Dani Reads: Anna Dressed in Blood, Kendare Blake

Anna-dressed-in-blood-cover As a child back in the Philippines, I grew up celebrating “Araw ng mga Patay” (Day of the Dead) on the 1st of November every year. On that day, my family and I would go to visit the graves of our dead and light candles in their memories; the most vivid imprint of those early visits on my young mind was the long, slender, white candles that we would leave burning by their graves in the city cemetery. Hallowe’en wasn’t that big a deal to me. In fact, I don’t think I knew about it until I hit age 10 or so and began to be really into YA lit, where I read about costumes, trick or treating, and caramel apples. Hence I have decided, in the spirit of my cultural celebration of the dead, that I will post about creepy things (songs, movies, books, etc) in November, instead of October, which is traditionally Hallowe’en month. Here’s the first of several!
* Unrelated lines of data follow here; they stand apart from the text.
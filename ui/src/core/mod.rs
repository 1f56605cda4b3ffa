//! Render-independent page logic: bundle records, icons, feature ordering and
//! the composed landing content. Nothing in here touches Dioxus.

pub mod bundle;
pub mod features;
pub mod icon;
pub mod landing;
use dioxus::prelude::*;

use crate::components::use_language_code;
use crate::i18n;

/// Placeholder target of the landing page call to action.
#[component]
pub fn Dashboard() -> Element {
    let language = use_language_code();
    let text = i18n::translations().resolve(&language).dashboard.clone();

    rsx! {
        section { class: "page page-dashboard",
            h1 { "{text.title}" }
            p { "{text.body}" }
        }
    }
}
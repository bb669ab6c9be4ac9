//! Platform services the supervisor consumes: clocks, delays, the light-sleep
//! wait, device reset, and the reset-cause readout.

use core::fmt;
use core::time::Duration;

/// Why the device last reset. Read once at startup and journaled; it never
/// influences control flow beyond the log record.
#[derive(Copy, Clone, Debug, Eq, PartialEq)]
pub enum ResetCause {
    PowerOn,
    Hard,
    Watchdog,
    DeepSleepWake,
    Soft,
    Undefined,
}

impl fmt::Display for ResetCause {
    fn fmt(&self, f: &mut fmt::Formatter<'_>) -> fmt::Result {
        let token = match self {
            ResetCause::PowerOn => "PWRON_RESET",
            ResetCause::Hard => "HARD_RESET",
            ResetCause::Watchdog => "WDT_RESET",
            ResetCause::DeepSleepWake => "DEEPSLEEP_RESET",
            ResetCause::Soft => "SOFT_RESET",
            ResetCause::Undefined => "UNDEFINED_RESET",
        };
        f.write_str(token)
    }
}

/// Clock, delay, and reset services provided by the execution environment.
///
/// The firmware backs this with Embassy time and the SCB reset path; hosts
/// back it with a simulated clock they can advance at will.
#[allow(async_fn_in_trait)]
pub trait NodePlatform {
    /// Reset cause latched by the hardware for the current boot.
    fn reset_cause(&self) -> ResetCause;

    /// Wall-clock seconds, the only time source stable across long intervals.
    fn wall_clock_seconds(&self) -> u32;

    /// Monotonic millisecond counter; wraps after roughly 12.4 days.
    fn monotonic_millis(&self) -> u32;

    /// Monotonic microsecond counter; wraps after roughly 17.8 minutes.
    fn monotonic_micros(&self) -> u32;

    /// Fixed-duration delay.
    async fn delay(&mut self, duration: Duration);

    /// Blocks in a low-power state until the next hardware event.
    ///
    /// The wake condition is the next hardware event (a frame-sync edge or a
    /// timer tick), not a fixed sleep interval; callers re-check the wake
    /// latch after every return and must keep feeding the watchdog between
    /// calls.
    async fn wait_for_wake(&mut self);

    /// Resets the device. Diverges on hardware; host implementations record
    /// the call and return so tests can observe it.
    fn reset(&mut self);

    /// Best-effort hint to compact or reclaim memory. Defaults to a no-op.
    fn compact_memory(&mut self) {}
}

#[cfg(test)]
mod tests {
    use super::*;

    #[test]
    fn reset_cause_renders_operator_tokens() {
        let rendered: [(ResetCause, &str); 6] = [
            (ResetCause::PowerOn, "PWRON_RESET"),
            (ResetCause::Hard, "HARD_RESET"),
            (ResetCause::Watchdog, "WDT_RESET"),
            (ResetCause::DeepSleepWake, "DEEPSLEEP_RESET"),
            (ResetCause::Soft, "SOFT_RESET"),
            (ResetCause::Undefined, "UNDEFINED_RESET"),
        ];
        for (cause, token) in rendered {
            let mut buffer = heapless::String::<24>::new();
            core::fmt::write(&mut buffer, format_args!("{cause}")).unwrap();
            assert_eq!(buffer.as_str(), token);
        }
    }
}
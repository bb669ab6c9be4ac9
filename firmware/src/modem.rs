//! UART transport implementing the supervisor's modem contract.
//!
//! Only the narrow surface the supervisor needs lives here: the status query
//! for address and battery voltage, fire-and-forget broadcasts, and a
//! bounded-latency receive path that hands complete line-framed payloads to
//! the dispatcher. The modem's wider command protocol stays in the modem.

#![cfg(target_os = "none")]

use embassy_time::{Duration, with_timeout};
use embedded_io_async::{Read, Write};
use heapless::{Deque, Vec};

use node_core::modem::{MAX_PAYLOAD, ModemChannel, ModemError, ReceivedMessage};

/// Bound on a single non-blocking receive poll.
const POLL_READ_TIMEOUT: Duration = Duration::from_millis(100);
/// Deadline for a status-query response.
const QUERY_TIMEOUT: Duration = Duration::from_millis(500);
/// Raw receive buffer between polls.
const RX_BUFFER: usize = 256;
/// Complete messages awaiting dispatch.
const RX_QUEUE: usize = 4;

/// Scale factor from the modem's raw 16-bit battery reading to volts.
const BATTERY_SCALE: f32 = 15.0 / 65536.0;

pub struct UartModem<T> {
    uart: T,
    opened: bool,
    rx_buffer: Vec<u8, RX_BUFFER>,
    received: Deque<ReceivedMessage, RX_QUEUE>,
}

impl<T> UartModem<T>
where
    T: Read + Write,
{
    pub fn new(uart: T) -> Self {
        Self {
            uart,
            opened: false,
            rx_buffer: Vec::new(),
            received: Deque::new(),
        }
    }

    fn ensure_open(&self) -> Result<(), ModemError> {
        if self.opened {
            Ok(())
        } else {
            Err(ModemError::ChannelClosed)
        }
    }

    async fn read_chunk(&mut self, deadline: Duration) -> Result<usize, ModemError> {
        let mut chunk = [0u8; 32];
        match with_timeout(deadline, self.uart.read(&mut chunk)).await {
            Ok(Ok(count)) => {
                for byte in &chunk[..count] {
                    // A full buffer means the parser is behind; drop the
                    // oldest unparsed bytes rather than the newest.
                    if self.rx_buffer.is_full() {
                        self.rx_buffer.remove(0);
                    }
                    let _ = self.rx_buffer.push(*byte);
                }
                Ok(count)
            }
            Ok(Err(_)) => Err(ModemError::Io),
            Err(_) => Ok(0),
        }
    }

    fn pop_line(&mut self) -> Option<Vec<u8, MAX_PAYLOAD>> {
        let newline = self.rx_buffer.iter().position(|byte| *byte == b'\n')?;
        let mut line = Vec::new();
        for byte in &self.rx_buffer[..newline] {
            if *byte != b'\r' && line.push(*byte).is_err() {
                break;
            }
        }
        // Drop the line and its terminator from the raw buffer.
        let remainder: Vec<u8, RX_BUFFER> = Vec::from_slice(&self.rx_buffer[newline + 1..])
            .unwrap_or_else(|_| Vec::new());
        self.rx_buffer = remainder;
        Some(line)
    }

    /// Issues the status query and parses `#A<3-digit-address>V<raw>`.
    async fn query_status(&mut self) -> Result<(u16, f32), ModemError> {
        self.ensure_open()?;
        self.uart
            .write_all(b"$?\r\n")
            .await
            .map_err(|_| ModemError::Io)?;

        let response = with_timeout(QUERY_TIMEOUT, async {
            loop {
                if let Some(line) = self.pop_line() {
                    if line.starts_with(b"#A") {
                        return Ok::<_, ModemError>(line);
                    }
                    // Not the status response; keep it for the dispatcher.
                    self.queue_payload(&line);
                    continue;
                }
                self.read_chunk(POLL_READ_TIMEOUT).await?;
            }
        })
        .await
        .map_err(|_| ModemError::Timeout)??;

        parse_status_line(&response)
    }

    fn queue_payload(&mut self, payload: &[u8]) {
        if payload.is_empty() {
            return;
        }
        if self.received.is_full() {
            let _ = self.received.pop_front();
        }
        let _ = self
            .received
            .push_back(ReceivedMessage::from_payload(payload));
    }
}

fn parse_status_line(line: &[u8]) -> Result<(u16, f32), ModemError> {
    let rest = line.strip_prefix(b"#A").ok_or(ModemError::Malformed)?;
    if rest.len() < 3 {
        return Err(ModemError::Malformed);
    }
    let address = ascii_number(&rest[..3]).ok_or(ModemError::Malformed)?;
    let volt_at = rest
        .iter()
        .position(|byte| *byte == b'V')
        .ok_or(ModemError::Malformed)?;
    let raw = ascii_number(&rest[volt_at + 1..]).ok_or(ModemError::Malformed)?;
    Ok((address, f32::from(raw) * BATTERY_SCALE))
}

fn ascii_number(digits: &[u8]) -> Option<u16> {
    if digits.is_empty() {
        return None;
    }
    let mut value: u32 = 0;
    for byte in digits {
        if !byte.is_ascii_digit() {
            return None;
        }
        value = value * 10 + u32::from(byte - b'0');
        if value > u32::from(u16::MAX) {
            return None;
        }
    }
    Some(value as u16)
}

impl<T> ModemChannel for UartModem<T>
where
    T: Read + Write,
{
    async fn open(&mut self) -> Result<(), ModemError> {
        self.opened = true;
        Ok(())
    }

    async fn address(&mut self) -> Result<u16, ModemError> {
        self.query_status().await.map(|(address, _)| address)
    }

    async fn battery_voltage(&mut self) -> Result<f32, ModemError> {
        self.query_status().await.map(|(_, voltage)| voltage)
    }

    async fn send_broadcast(&mut self, payload: &[u8]) -> Result<(), ModemError> {
        self.ensure_open()?;
        let length = payload.len().min(99);
        let header = [
            b'$',
            b'B',
            b'0' + (length / 10) as u8,
            b'0' + (length % 10) as u8,
        ];
        self.uart
            .write_all(&header)
            .await
            .map_err(|_| ModemError::Io)?;
        self.uart
            .write_all(&payload[..length])
            .await
            .map_err(|_| ModemError::Io)?;
        self.uart
            .write_all(b"\r\n")
            .await
            .map_err(|_| ModemError::Io)
    }

    async fn poll_receiver(&mut self) -> Result<(), ModemError> {
        self.ensure_open()?;
        self.read_chunk(POLL_READ_TIMEOUT).await.map(|_| ())
    }

    fn process_incoming_buffer(&mut self) {
        while let Some(line) = self.pop_line() {
            self.queue_payload(&line);
        }
    }

    fn has_received_message(&self) -> bool {
        !self.received.is_empty()
    }

    fn take_received_message(&mut self) -> Option<ReceivedMessage> {
        self.received.pop_front()
    }
}
//! Shared wake-capture state for the firmware target.
//!
//! The wake latch is the only mutable state crossing from the edge-capture
//! task into the supervisor; the signal alongside it lets the light-sleep
//! wait resume as soon as an edge lands instead of waiting out the feed tick.

#![cfg_attr(not(target_os = "none"), allow(dead_code))]

#[cfg(not(target_os = "none"))]
use embassy_sync::blocking_mutex::raw::CriticalSectionRawMutex;
#[cfg(target_os = "none")]
use embassy_sync::blocking_mutex::raw::ThreadModeRawMutex;
use embassy_sync::signal::Signal;

use node_core::wake::WakeLatch;

#[cfg(target_os = "none")]
type WakeMutex = ThreadModeRawMutex;
#[cfg(not(target_os = "none"))]
type WakeMutex = CriticalSectionRawMutex;

/// Process-wide wake event slot, written only by the edge-capture task.
pub static WAKE_LATCH: WakeLatch = WakeLatch::new();

/// Pulsed after every latched edge so the light-sleep wait can resume early.
pub static WAKE_SIGNAL: Signal<WakeMutex, ()> = Signal::new();
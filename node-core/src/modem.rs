//! Interface boundary to the acoustic modem.
//!
//! The modem's byte-level framing and command protocol live outside this
//! crate; the supervisor only needs the narrow surface below. All sends are
//! fire-and-forget with no delivery acknowledgement at this layer.

use core::fmt;

use heapless::Vec;

use crate::wake::WakeSnapshot;

/// Upper bound on a single acoustic payload handled by the supervisor.
pub const MAX_PAYLOAD: usize = 64;

/// A fully-received acoustic message, owned transiently by the dispatch step.
///
/// The modem fills `payload`; the supervisor overwrites `timestamp` with the
/// wake snapshot latched at the frame-sync edge that announced the message.
#[derive(Clone, Debug, Default, Eq, PartialEq)]
pub struct ReceivedMessage {
    pub payload: Vec<u8, MAX_PAYLOAD>,
    pub timestamp: WakeSnapshot,
}

impl ReceivedMessage {
    /// Builds a message from a raw payload, truncating at [`MAX_PAYLOAD`].
    #[must_use]
    pub fn from_payload(payload: &[u8]) -> Self {
        let take = payload.len().min(MAX_PAYLOAD);
        let mut buffer = Vec::new();
        // Length is clamped above, extend cannot fail.
        let _ = buffer.extend_from_slice(&payload[..take]);
        Self {
            payload: buffer,
            timestamp: WakeSnapshot::default(),
        }
    }
}

/// Transient I/O faults surfaced by the modem channel.
#[derive(Copy, Clone, Debug, Eq, PartialEq)]
pub enum ModemError {
    /// Bounded read or query expired without a response.
    Timeout,
    /// Serial channel is not open or was lost.
    ChannelClosed,
    /// Response arrived but could not be understood.
    Malformed,
    /// Underlying transport failure.
    Io,
}

impl fmt::Display for ModemError {
    fn fmt(&self, f: &mut fmt::Formatter<'_>) -> fmt::Result {
        let text = match self {
            ModemError::Timeout => "modem response timeout",
            ModemError::ChannelClosed => "modem channel closed",
            ModemError::Malformed => "malformed modem response",
            ModemError::Io => "modem transport failure",
        };
        f.write_str(text)
    }
}

/// Minimum contract the supervisor requires from the modem driver.
#[allow(async_fn_in_trait)]
pub trait ModemChannel {
    /// Opens the serial channel. Must run before modem power is applied so
    /// the transmit line is in a legal state when the supply arrives.
    async fn open(&mut self) -> Result<(), ModemError>;

    /// Queries the modem for this node's address.
    async fn address(&mut self) -> Result<u16, ModemError>;

    /// Queries the modem's battery voltage in volts.
    async fn battery_voltage(&mut self) -> Result<f32, ModemError>;

    /// Fire-and-forget broadcast of `payload` over the acoustic link.
    async fn send_broadcast(&mut self, payload: &[u8]) -> Result<(), ModemError>;

    /// Non-blocking, bounded-latency pull of bytes from the serial channel.
    async fn poll_receiver(&mut self) -> Result<(), ModemError>;

    /// Parses whatever the receiver has buffered into complete messages.
    fn process_incoming_buffer(&mut self);

    /// `true` while at least one fully-received message is queued.
    fn has_received_message(&self) -> bool;

    /// Removes and returns the oldest fully-received message.
    fn take_received_message(&mut self) -> Option<ReceivedMessage>;
}
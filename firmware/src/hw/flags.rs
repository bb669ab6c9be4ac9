//! Persistent update-request marker in the last flash page.

#![cfg(target_os = "none")]

use embassy_stm32::flash::Flash;
use embassy_stm32::mode::Blocking;

use node_core::command::{FlagError, FlagStore};

/// Byte offset of the marker page: the last 2 KiB page of the 512 KiB bank.
const MARKER_OFFSET: u32 = 512 * 1024 - PAGE_SIZE;
const PAGE_SIZE: u32 = 2048;

/// Double-word written into the marker page. The boot loader only checks the
/// page's presence-of-marker, not its contents.
const MARKER: [u8; 8] = *b"OTA-REQ\0";

pub struct OtaFlagStore {
    flash: Flash<'static, Blocking>,
}

impl OtaFlagStore {
    pub fn new(flash: Flash<'static, Blocking>) -> Self {
        Self { flash }
    }
}

impl FlagStore for OtaFlagStore {
    fn write_update_marker(&mut self) -> Result<(), FlagError> {
        self.flash
            .blocking_erase(MARKER_OFFSET, MARKER_OFFSET + PAGE_SIZE)
            .map_err(|_| FlagError::WriteFailed)?;
        self.flash
            .blocking_write(MARKER_OFFSET, &MARKER)
            .map_err(|_| FlagError::WriteFailed)
    }
}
Anna Dressed In Blood was a book recommended by the good folks over at Book Riot. It was an amazing read – Kendare Blake takes his reader and throws them right into the thick of things. There was no respite from the fast-paced storytelling – I felt that it was all going at this crazy breakneck speed and I had to keep up or I would fall off the wagon. From the book’s opening sentence that gives you a taste of what Theseus Cassius Lowood’s occupation is, to the way the suspense is built up around the story’s pivotal scenes, it is evident that Blake is a storyteller who knows exactly how to affect his audience. What makes Anna Dressed In Blood magical is that you can almost hear the music building up in the background, swelling to a crescendo as things come to a bloody climax.

I also loved his ability to intersperse details of the macabre with little bits of his character’s everyday life, which, as you come to find out, are actually integral building blocks of how the character is woven into the fabric of the main narrative. In this book, everything fits like a puzzle piece. But I don’t mean to make it sound like his writing is mechanical and dry – no, far from it. Blake’s writing voice is confident and true, and he tells his story with the mastery of one who knows exactly how all the gears turn. He imbues his characters with such spirit that they are not overpowered by Cas, who as the protagonist is the brightest candle in the book. Anna, especially, was painted as so very human, and distinct from all the other ghosts that Cas has encountered. It was beautiful to read how Blake constructed Anna’s story around the scaffolding of her dress – he pulls off the reveal wonderfully.

I will readily admit that I did not see the twist in Anna’s story coming. While I was already assuming the worst in my head about why she was more formidable than the regular ghost, especially with the introduction of the tidbit that her mother and stepfather kept a boarding house, Blake’s perfect reveal had my mouth hanging open. Anna’s death is a powerful event, humanized by Anna, demonized by the killer. Don’t Google it, don’t spoil the surprise. The story of Anna Dressed In Blood is bloody fantastic, and well worth the read.

Notable quotes: “Instead I find a ghost with the strength of a storm, black eyes, and pale hands, not a dead person at all but a dead goddess. Persephone back from Hades, or Hecate half-decayed.”

Rating: 4/5, would read again, would definitely not mind seeing this on the big screen.